Eugenics has fallen out of favor in part because of its all but inevitable links to other unsavory ideas. It's a small step from arguing that the human gene pool must be protected from deterioration to arguing that the stock of "better" races must be protected from the influx of the inferior blood of "weaker" ones. Believing strongly in the power of heredity to determine fate, eugenicists tended to see in poverty a confirmation that some individuals simply couldn't compete effectively; those selected for involuntary sterilization came overwhelmingly from the ranks of the disadvantaged and powerless.

Yet during the Roaring Twenties, in those heady days before the world had heard much of Hitler's ideas about the "master race," a good Christian businessman like Kellogg could, and did, safely sponsor a "Fitter Families Contest." Its winners were feted at the Race Betterment Conference that Little presided over, where Kellogg told them, "in this little town of ours the beginnings of a Better Race are being developed."

Little's own address at the conference reflected his longstanding concern about the effects of overpopulation - a subject he had even broached in his inaugural address after becoming president of the University. Speaking in Battle Creek in 1928, Little observed that due to advances in medicine, "variations in physiology that would have been eliminated by Nature a few decades ago will carefully be allowed and encouraged to survive." He fretted that by counteracting natural selection, there would be greater numbers of "the out-and-out public charge, the out-and-out defective, the anti-social, the non-social individual, who has to be confined and kept at public expense," until the costs became so great that society would simply have to "develop means to prevent the production of the unfit, and to spread information as to how this can be done to all intelligent people."

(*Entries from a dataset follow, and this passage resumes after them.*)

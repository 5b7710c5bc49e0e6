//! Block extent resolution.
//!
//! Finds the last line of a block-bearing construct with brace counting,
//! indentation tracking or terminator keywords. None of this is parsing:
//! braces inside strings and mixed tabs/spaces will throw it off.

use crate::analysis::languages::BlockStyle;
use crate::config::AnalyzerConfig;

/// Lookahead caps for each strategy, in lines.
#[derive(Debug, Clone, Copy, PartialEq, Eq)]
pub struct BlockLimits {
    pub indentation: usize,
    pub braces: usize,
    pub terminator: usize,
}

impl Default for BlockLimits {
    fn default() -> Self {
        Self {
            indentation: 200,
            braces: 300,
            terminator: 200,
        }
    }
}

impl From<&AnalyzerConfig> for BlockLimits {
    fn from(config: &AnalyzerConfig) -> Self {
        Self {
            indentation: config.indent_lookahead,
            braces: config.brace_lookahead,
            terminator: config.terminator_lookahead,
        }
    }
}

/// Width of the leading whitespace of `line`, in characters.
pub fn indent_width(line: &str) -> usize {
    line.chars().take_while(|c| c.is_whitespace()).count()
}

/// Resolves where blocks end for one language.
#[derive(Debug, Clone, Copy)]
pub struct BlockResolver {
    style: BlockStyle,
    limits: BlockLimits,
}

impl BlockResolver {
    pub fn new(style: BlockStyle, limits: BlockLimits) -> Self {
        Self { style, limits }
    }

    /// Return the 1-indexed inclusive end line of the construct declared on
    /// `lines[start]`.
    ///
    /// `head` is the declaration text as matched, which differs from
    /// `lines[start]` when a comment preceded it on the same line.
    pub fn find_end<S: AsRef<str>>(&self, lines: &[S], start: usize, head: &str) -> usize {
        if start >= lines.len() {
            return lines.len().max(1);
        }
        match self.style {
            BlockStyle::Indentation => self.indentation_end(lines, start, head),
            BlockStyle::Braces => self.brace_end(lines, start, head),
            BlockStyle::Terminator(keyword) => self.terminator_end(lines, start, head, keyword),
            BlockStyle::Unknown => start + 1,
        }
    }

    fn indentation_end<S: AsRef<str>>(&self, lines: &[S], start: usize, head: &str) -> usize {
        let indent = indent_width(head);
        let cap = (start + self.limits.indentation).min(lines.len());
        let mut end = start + 1;
        while end < cap {
            let line = lines[end].as_ref();
            if !line.trim().is_empty() && indent_width(line) <= indent {
                break;
            }
            end += 1;
        }
        end.max(start + 1)
    }

    fn brace_end<S: AsRef<str>>(&self, lines: &[S], start: usize, head: &str) -> usize {
        let cap = (start + self.limits.braces).min(lines.len());
        let mut depth: i64 = 0;
        let mut opened = false;

        for idx in start..cap {
            let line = if idx == start { head } else { lines[idx].as_ref() };
            for ch in line.chars() {
                match ch {
                    '{' => {
                        depth += 1;
                        opened = true;
                    }
                    '}' => depth -= 1,
                    _ => {}
                }
            }
            if opened && depth <= 0 {
                return idx + 1;
            }
            if !opened {
                // forward declarations and bodiless heads stop the search
                let trimmed = line.trim_end();
                if trimmed.ends_with(';') || (idx > start && trimmed.is_empty()) {
                    return start + 1;
                }
            }
        }

        if opened {
            cap.max(start + 1)
        } else {
            start + 1
        }
    }

    fn terminator_end<S: AsRef<str>>(
        &self,
        lines: &[S],
        start: usize,
        head: &str,
        keyword: &str,
    ) -> usize {
        let is_terminator = |text: &str| {
            text.strip_prefix(keyword)
                .map_or(false, |rest| rest.is_empty() || rest.starts_with(char::is_whitespace))
        };

        // `def greet; puts "hi"; end`
        let head_trimmed = head.trim_end();
        if head_trimmed
            .rsplit(|c: char| c.is_whitespace() || c == ';')
            .next()
            .map_or(false, |last| last == keyword)
            && head_trimmed.len() > keyword.len()
        {
            return start + 1;
        }

        let indent = indent_width(head);
        let cap = (start + self.limits.terminator).min(lines.len());
        for idx in start + 1..cap {
            let line = lines[idx].as_ref();
            if is_terminator(line.trim()) && indent_width(line) <= indent {
                return idx + 1;
            }
        }
        (start + 2).min(lines.len())
    }
}

#[cfg(test)]
mod tests {
    use super::*;

    fn resolver(style: BlockStyle) -> BlockResolver {
        BlockResolver::new(style, BlockLimits::default())
    }

    fn end_of(style: BlockStyle, src: &str, start: usize) -> usize {
        let lines: Vec<&str> = src.lines().collect();
        resolver(style).find_end(&lines, start, lines[start])
    }

    #[test]
    fn test_braces_multi_line() {
        let src = "void f() {\n  if (x) {\n    y();\n  }\n}\nint z;";
        assert_eq!(end_of(BlockStyle::Braces, src, 0), 5);
    }

    #[test]
    fn test_braces_same_line() {
        assert_eq!(end_of(BlockStyle::Braces, "void hello() {}", 0), 1);
    }

    #[test]
    fn test_braces_forward_declaration() {
        let src = "void f();\nvoid g() {\n}\n";
        assert_eq!(end_of(BlockStyle::Braces, src, 0), 1);
    }

    #[test]
    fn test_braces_knr_style() {
        let src = "int main(void)\n{\n  return 0;\n}\n";
        assert_eq!(end_of(BlockStyle::Braces, src, 0), 4);
    }

    #[test]
    fn test_braces_blank_line_before_brace() {
        let src = "class Foo(val x: Int)\n\nclass Bar {\n}\n";
        assert_eq!(end_of(BlockStyle::Braces, src, 0), 1);
    }

    #[test]
    fn test_braces_cap() {
        let mut src = String::from("fn f() {\n");
        for _ in 0..10 {
            src.push_str("  x();\n");
        }
        let lines: Vec<&str> = src.lines().collect();
        let limits = BlockLimits {
            braces: 4,
            ..BlockLimits::default()
        };
        let end = BlockResolver::new(BlockStyle::Braces, limits).find_end(&lines, 0, lines[0]);
        assert_eq!(end, 4);
    }

    #[test]
    fn test_indentation() {
        let src = "def f():\n    a = 1\n\n    return a\n\ndef g():\n    pass\n";
        assert_eq!(end_of(BlockStyle::Indentation, src, 0), 5);
        assert_eq!(end_of(BlockStyle::Indentation, src, 5), 7);
    }

    #[test]
    fn test_indentation_last_line() {
        assert_eq!(end_of(BlockStyle::Indentation, "x = 1\ndef f(): pass", 1), 2);
    }

    #[test]
    fn test_terminator() {
        let src = "class Foo\n  def bar\n    1\n  end\nend\n";
        assert_eq!(end_of(BlockStyle::Terminator("end"), src, 0), 5);
        assert_eq!(end_of(BlockStyle::Terminator("end"), src, 1), 4);
    }

    #[test]
    fn test_terminator_missing_defaults_to_next_line() {
        let src = "def foo\n  1\n  2\n";
        assert_eq!(end_of(BlockStyle::Terminator("end"), src, 0), 2);
        assert_eq!(end_of(BlockStyle::Terminator("end"), "def foo", 0), 1);
    }

    #[test]
    fn test_terminator_one_liner() {
        let src = "def greet; puts 'hi'; end\ndef other\nend\n";
        assert_eq!(end_of(BlockStyle::Terminator("end"), src, 0), 1);
    }

    #[test]
    fn test_unknown_style() {
        assert_eq!(end_of(BlockStyle::Unknown, "f() {\n}\n", 0), 1);
    }
}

Some of Little's comments at the Race Betterment Conference would certainly cause a firestorm today; one can only imagine what would happen to University President Mary Sue Coleman if she repeated Little's speculation that perhaps "a number of the interesting criminal and near-criminal cases that we find ... represent the results of a not very strict standard of mental selection in our present methods of civilization."

And yet compared to some of the company he kept at the conference, Little comes across almost as soft and compassionate.